Il suo cuore si allargò pieno di speranza, tornò alla radura e si mise seduta sulla sua roccia preferita, puntò il dito sulla corteccia maestosa e cercò i canali che amavano le sue sorelle e che lei generalmente, interrompeva spazientita. Come le sembravano belli adesso, anzi molto più belli di quelli che voleva vedere lei. Le lacrime scendevano dalle sue gote rosa trasformandosi subito in bellissimi fior d’iperico.
Si sa, le fate son sempre magiche e ogni loro azione porta con se la nascita di nuove cose.

Giunse il tramonto e la luna spuntò dietro il monte. Che nostalgia aveva delle sue care sorelle! Sentiva il silenzio del bosco e le mancavano le risate e i commenti sommessi. Sconsolata, stava per andarsene per sempre da quel luogo che ora le dava dolore, ma udì più voci che la chiamavano e le dicevano di fermarsi. D’improvviso Firhr si ritrovò circondata dalle sorelle. Erano tornate tutte nel Bosco Fatato, attirate dalle canzoncine festose delle pubblicità da loro tanto amate. Si abbracciarono felici di essersi ritrovate, Firhr da quel giorno promise di non essere più testarda e di ascoltare le loro richieste e le sorelle le raccontarono che da quando avevano preso le antenne e se ne erano andate ognuna in un luogo solitario, non erano più state felici. Si promisero così, di stare sempre insieme e di condividere ciò che avevano perché stare da sole, non era stato né bello, né divertente.
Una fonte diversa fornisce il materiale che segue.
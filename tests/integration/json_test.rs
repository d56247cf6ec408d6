use serial_test::serial;

use crate::cli_test::onepassword_cmd;
use crate::common::FakeOp;

#[test]
#[serial]
fn test_value_json() {
    let fake = FakeOp::new();
    fake.reply("item-get", r#"{"id":"username","value":"bar@example.com"}"#);

    let output = onepassword_cmd(&fake)
        .args(["username", "Foo", "--json"])
        .output()
        .unwrap();

    assert!(output.status.success());
    let json: serde_json::Value = serde_json::from_slice(&output.stdout).unwrap();
    assert_eq!(json["vault"], "Private");
    assert_eq!(json["item"], "Foo");
    assert_eq!(json["field"], "username");
    assert_eq!(json["value"], "bar@example.com");
}

#[test]
#[serial]
fn test_uuid_json() {
    let fake = FakeOp::new();
    fake.reply("item-get", r#"{"id":"some_valid_uuid"}"#);

    let output = onepassword_cmd(&fake)
        .args(["uuid", "Foo", "--json"])
        .output()
        .unwrap();

    let json: serde_json::Value = serde_json::from_slice(&output.stdout).unwrap();
    assert_eq!(json["id"], "some_valid_uuid");
}

#[test]
#[serial]
fn test_version_json() {
    let fake = FakeOp::new();
    fake.reply("version", "2.24.0-beta.01\n");

    let output = onepassword_cmd(&fake)
        .args(["version", "--json"])
        .output()
        .unwrap();

    let json: serde_json::Value = serde_json::from_slice(&output.stdout).unwrap();
    assert_eq!(json["version"], "2.24.0-beta.01");
    assert_eq!(json["major"], 2);
    assert_eq!(json["minor"], 24);
    assert_eq!(json["prerelease"], true);
}

#[test]
#[serial]
fn test_error_envelope_json() {
    let fake = FakeOp::new();
    fake.reply("item-get", r#"{"nonexistent":1}"#);

    let output = onepassword_cmd(&fake)
        .args(["uuid", "Foo", "--json"])
        .output()
        .unwrap();

    assert_eq!(output.status.code(), Some(3));
    let json: serde_json::Value = serde_json::from_slice(&output.stderr).unwrap();
    assert_eq!(json["error"]["code"], "value_not_found");
    assert_eq!(json["error"]["exit_code"], 3);
}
‹‹Cosa faremo con tutte queste antenne adesso?›› Disse una delle fatine. A Firhr, immediatamente le venne una idea bellissima.
‹‹Le trasformeremo in ombrelli volanti e li daremo ai folletti nostri amici. Hanno sempre mal di piedi e ci invidiano le nostri belle ali. Che ne dite sorelle mie?›› L’idea fu approvata all’unanimità. Con qualche formula magica e due colpetti di bacchetta, ecco che le antenne divennero dei meravigliosi ombrelli volanti.
I folletti del Bosco rimasero estasiati del bellissimo regalo e per ringraziare le fatine, decisero di aiutarle. Da quel giorno, volarono per il mondo in cerca di bambini bravi per esaudire i loro sogni e desideri, proprio come facevano Firhr e le sue duecentodue sorelle.
Tutti adesso nel Bosco Fatato, vivevano felici e contenti. Avevano capito che non conta ciò che si possiede, ma come lo si usa e soprattutto con chi si condivide. Perché la vera gioia è stare insieme e aiutarsi sempre.